**Task to carry out**
Lines from the one containing "self.balance_calls.fetch_add(1, Ordering::SeqCst);" through the end of the data are to be returned exactly, and no others.

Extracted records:
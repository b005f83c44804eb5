use crate::config::{Config, TicketConfig};
use serde::{Deserialize, Serialize};

/// Tri-state result of a ticket check
#[derive(Debug, Clone, Copy, PartialEq, Eq, Serialize, Deserialize)]
#[serde(rename_all = "lowercase")]
pub enum OutcomeStatus {
    /// The wallet holds a key the contract considers valid
    Valid,
    /// The address was well formed but no valid key was confirmed
    Invalid,
    /// The input could not be checked at all
    Unknown,
}

/// Static descriptive metadata shown for a valid ticket
#[derive(Debug, Clone, PartialEq, Eq, Serialize, Deserialize)]
#[serde(rename_all = "camelCase")]
pub struct TicketDetails {
    pub contract_name: String,
    pub event_name: String,
    pub key_expiration: String,
}

impl From<&TicketConfig> for TicketDetails {
    fn from(config: &TicketConfig) -> Self {
        Self {
            contract_name: config.contract_name.clone(),
            event_name: config.event_name.clone(),
            key_expiration: config.key_expiration.clone(),
        }
    }
}

/// Outcome of a single validation call
///
/// `details` is only ever populated for [`OutcomeStatus::Valid`].
/// `address` carries the checksummed form when normalization succeeded.
#[derive(Debug, Clone, PartialEq, Eq, Serialize, Deserialize)]
pub struct ValidationOutcome {
    pub status: OutcomeStatus,
    pub address: Option<String>,
    pub diagnostic: Option<String>,
    pub details: Option<TicketDetails>,
}

impl ValidationOutcome {
    pub fn valid(address: String, details: TicketDetails) -> Self {
        Self {
            status: OutcomeStatus::Valid,
            address: Some(address),
            diagnostic: None,
            details: Some(details),
        }
    }

    pub fn invalid(address: String, diagnostic: impl Into<String>) -> Self {
        Self {
            status: OutcomeStatus::Invalid,
            address: Some(address),
            diagnostic: Some(diagnostic.into()),
            details: None,
        }
    }

    pub fn unknown(diagnostic: impl Into<String>) -> Self {
        Self {
            status: OutcomeStatus::Unknown,
            address: None,
            diagnostic: Some(diagnostic.into()),
            details: None,
        }
    }

    pub fn is_valid(&self) -> bool {
        self.status == OutcomeStatus::Valid
    }
}

/// Contract details surfaced by the info overlay
#[derive(Debug, Clone, PartialEq, Eq, Serialize, Deserialize)]
#[serde(rename_all = "camelCase")]
pub struct ContractInfo {
    pub contract_address: String,
    pub rpc_url: String,
    pub network: String,
    pub support_email: String,
}

impl From<&Config> for ContractInfo {
    fn from(config: &Config) -> Self {
        Self {
            contract_address: config.contract.address.clone(),
            rpc_url: config.rpc.url.clone(),
            network: config.rpc.network.clone(),
            support_email: config.support.email.clone(),
        }
    }
}

#[cfg(test)]
mod tests {
    use super::*;
    use serde_json::json;

    #[test]
    fn test_outcome_serializes_for_presentation() {
        let outcome = ValidationOutcome::valid(
            "0x52908400098527886E0F7030069857D2E4169EE7".to_string(),
            TicketDetails::from(&TicketConfig::default()),
        );

        let value = serde_json::to_value(&outcome).unwrap();
        assert_eq!(value["status"], json!("valid"));
        assert_eq!(value["diagnostic"], json!(null));
        assert_eq!(value["details"]["eventName"], json!("DappCon 2025"));
        assert_eq!(value["details"]["keyExpiration"], json!("16th-18th June, 2025"));
    }

    #[test]
    fn test_unknown_has_no_address_or_details() {
        let outcome = ValidationOutcome::unknown("Invalid wallet address format");
        assert_eq!(outcome.status, OutcomeStatus::Unknown);
        assert!(outcome.address.is_none());
        assert!(outcome.details.is_none());
        assert!(!outcome.is_valid());
    }
}
async fn session_get(state: &AppState, params: Value) -> RpcResult {
    let (store, _) = session_store::<SessionParams>(state, params).await?;
    to_result(&store.snapshot().await)
}

async fn session_close(state: &AppState, params: Value) -> RpcResult {
    let params: SessionParams = parse_params(params)?;
    let closed = state.sessions.close(&params.session).await;
    Ok(json!({ "closed": closed }))
}

async fn session_event(state: &AppState, params: Value, event: SessionEvent) -> RpcResult {
    let (store, _) = session_store::<SessionParams>(state, params).await?;
    to_result(&store.dispatch(event).await)
}

trait HasSession {
    fn session(&self) -> &str;
}

impl HasSession for SessionParams {
    fn session(&self) -> &str {
        &self.session
    }
}

impl HasSession for SessionInputParams {
    fn session(&self) -> &str {
        &self.session
    }
}

/// Parse session-scoped params and look the session up
async fn session_store<P>(state: &AppState, params: Value) -> Result<(SessionStore, P), JsonRpcError>
where
    P: DeserializeOwned + HasSession,
{
    let params: P = parse_params(params)?;
    match state.sessions.get(params.session()).await {
        Some(store) => Ok((store, params)),
        None => {
            warn!("Unknown session {}", params.session());
            Err(JsonRpcError {
                code: INVALID_PARAMS,
                message: format!("Unknown session: {}", params.session()),
            })
        }
    }
}

fn parse_params<P: DeserializeOwned>(params: Value) -> Result<P, JsonRpcError> {
    serde_json::from_value(params).map_err(|e| JsonRpcError {
        code: INVALID_PARAMS,
        message: format!("Invalid params: {}", e),
    })
}

fn to_result<T: Serialize>(value: &T) -> RpcResult {
    serde_json::to_value(value).map_err(|e| {
        error!("Failed to serialize result: {}", e);
        JsonRpcError {
            code: INTERNAL_ERROR,
            message: "Internal error".to_string(),
        }
    })
}

fn respond(id: Value, result: RpcResult) -> JsonRpcResponse {
    match result {
        Ok(value) => JsonRpcResponse {
            jsonrpc: "2.0".to_string(),
            result: Some(value),
            error: None,
            id,
        },
        Err(error) => JsonRpcResponse {
            jsonrpc: "2.0".to_string(),
            result: None,
            error: Some(error),
            id,
        },
    }
}
//! Session state machine
//!
//! The presentation state of one user session is an immutable value. Every
//! change goes through [`reduce`], so a validation result can only land if it
//! belongs to the request that is still pending.

use crate::ValidationOutcome;
use serde::{Deserialize, Serialize};

/// Identifies one validation request within a session
pub type RequestToken = u64;

#[derive(Debug, Clone, Default, PartialEq, Eq, Serialize, Deserialize)]
#[serde(rename_all = "camelCase")]
pub struct SessionState {
    /// Address exactly as typed by the user
    pub address: String,
    pub loading: bool,
    pub outcome: Option<ValidationOutcome>,
    pub overlay_open: bool,
    /// Token of the request whose result will be accepted, if any
    pub pending_token: Option<RequestToken>,
}

#[derive(Debug, Clone, PartialEq, Eq)]
pub enum SessionEvent {
    InputChanged(String),
    ValidationStarted(RequestToken),
    ValidationResolved {
        token: RequestToken,
        outcome: ValidationOutcome,
    },
    Reset,
    OverlayToggled,
}

/// Apply one event to a session state
pub fn reduce(state: &SessionState, event: SessionEvent) -> SessionState {
    match event {
        SessionEvent::InputChanged(address) => {
            if address == state.address {
                return state.clone();
            }
            SessionState {
                address,
                loading: false,
                outcome: None,
                pending_token: None,
                overlay_open: state.overlay_open,
            }
        }
        SessionEvent::ValidationStarted(token) => SessionState {
            loading: true,
            outcome: None,
            pending_token: Some(token),
            ..state.clone()
        },
        SessionEvent::ValidationResolved { token, outcome } => {
            if state.pending_token != Some(token) {
                // stale: input changed, reset, or a newer request started
                return state.clone();
            }
            SessionState {
                loading: false,
                outcome: Some(outcome),
                pending_token: None,
                ..state.clone()
            }
        }
        SessionEvent::Reset => SessionState::default(),
        SessionEvent::OverlayToggled => SessionState {
            overlay_open: !state.overlay_open,
            ..state.clone()
        },
    }
}
//! In-memory lock contract used by the unit tests

use crate::contract::LockReader;
use crate::validation::ContractCallError;
use async_trait::async_trait;
use ethers::types::{Address, U256};
use std::collections::HashMap;
use std::sync::atomic::{AtomicUsize, Ordering};
use std::time::Duration;

pub(crate) struct StaticLock {
    has_valid_key: Result<bool, ContractCallError>,
    balance: Result<U256, ContractCallError>,
    expiration: Result<U256, ContractCallError>,
    delays: HashMap<Address, Duration>,
    has_valid_key_calls: AtomicUsize,
    balance_calls: AtomicUsize,
    expiration_calls: AtomicUsize,
}

impl StaticLock {
    pub fn new() -> Self {
        Self {
            has_valid_key: Ok(false),
            balance: Ok(U256::zero()),
            expiration: Ok(U256::zero()),
            delays: HashMap::new(),
            has_valid_key_calls: AtomicUsize::new(0),
            balance_calls: AtomicUsize::new(0),
            expiration_calls: AtomicUsize::new(0),
        }
    }

    pub fn has_valid_key(mut self, reply: Result<bool, ContractCallError>) -> Self {
        self.has_valid_key = reply;
        self
    }

    pub fn balance(mut self, reply: Result<U256, ContractCallError>) -> Self {
        self.balance = reply;
        self
    }

    pub fn expiration(mut self, reply: Result<U256, ContractCallError>) -> Self {
        self.expiration = reply;
        self
    }

    /// Hold the primary check for `owner` before answering
    pub fn delay_for(mut self, owner: Address, delay: Duration) -> Self {
        self.delays.insert(owner, delay);
        self
    }

    /// (getHasValidKey, balanceOf, keyExpirationTimestampFor) call counts
    pub fn calls(&self) -> (usize, usize, usize) {
        (
            self.has_valid_key_calls.load(Ordering::SeqCst),
            self.balance_calls.load(Ordering::SeqCst),
            self.expiration_calls.load(Ordering::SeqCst),
        )
    }

    pub fn total_calls(&self) -> usize {
        let (a, b, c) = self.calls();
        a + b + c
    }
}

#[async_trait]
impl LockReader for StaticLock {
    async fn get_has_valid_key(&self, owner: Address) -> Result<bool, ContractCallError> {
        self.has_valid_key_calls.fetch_add(1, Ordering::SeqCst);
        if let Some(delay) = self.delays.get(&owner) {
            tokio::time::sleep(*delay).await;
        }
        self.has_valid_key.clone()
    }

    async fn balance_of(&self, _owner: Address) -> Result<U256, ContractCallError> {
        self.balance_calls.fetch_add(1, Ordering::SeqCst);
        self.balance.clone()
    }

    async fn key_expiration_timestamp_for(
        &self,
        _owner: Address,
    ) -> Result<U256, ContractCallError> {
        self.expiration_calls.fetch_add(1, Ordering::SeqCst);
        self.expiration.clone()
    }
}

**Result for this task**
        self.balance_calls.fetch_add(1, Ordering::SeqCst);
        self.balance.clone()
    }

    async fn key_expiration_timestamp_for(
        &self,
        _owner: Address,
    ) -> Result<U256, ContractCallError> {
        self.expiration_calls.fetch_add(1, Ordering::SeqCst);
        self.expiration.clone()
    }
}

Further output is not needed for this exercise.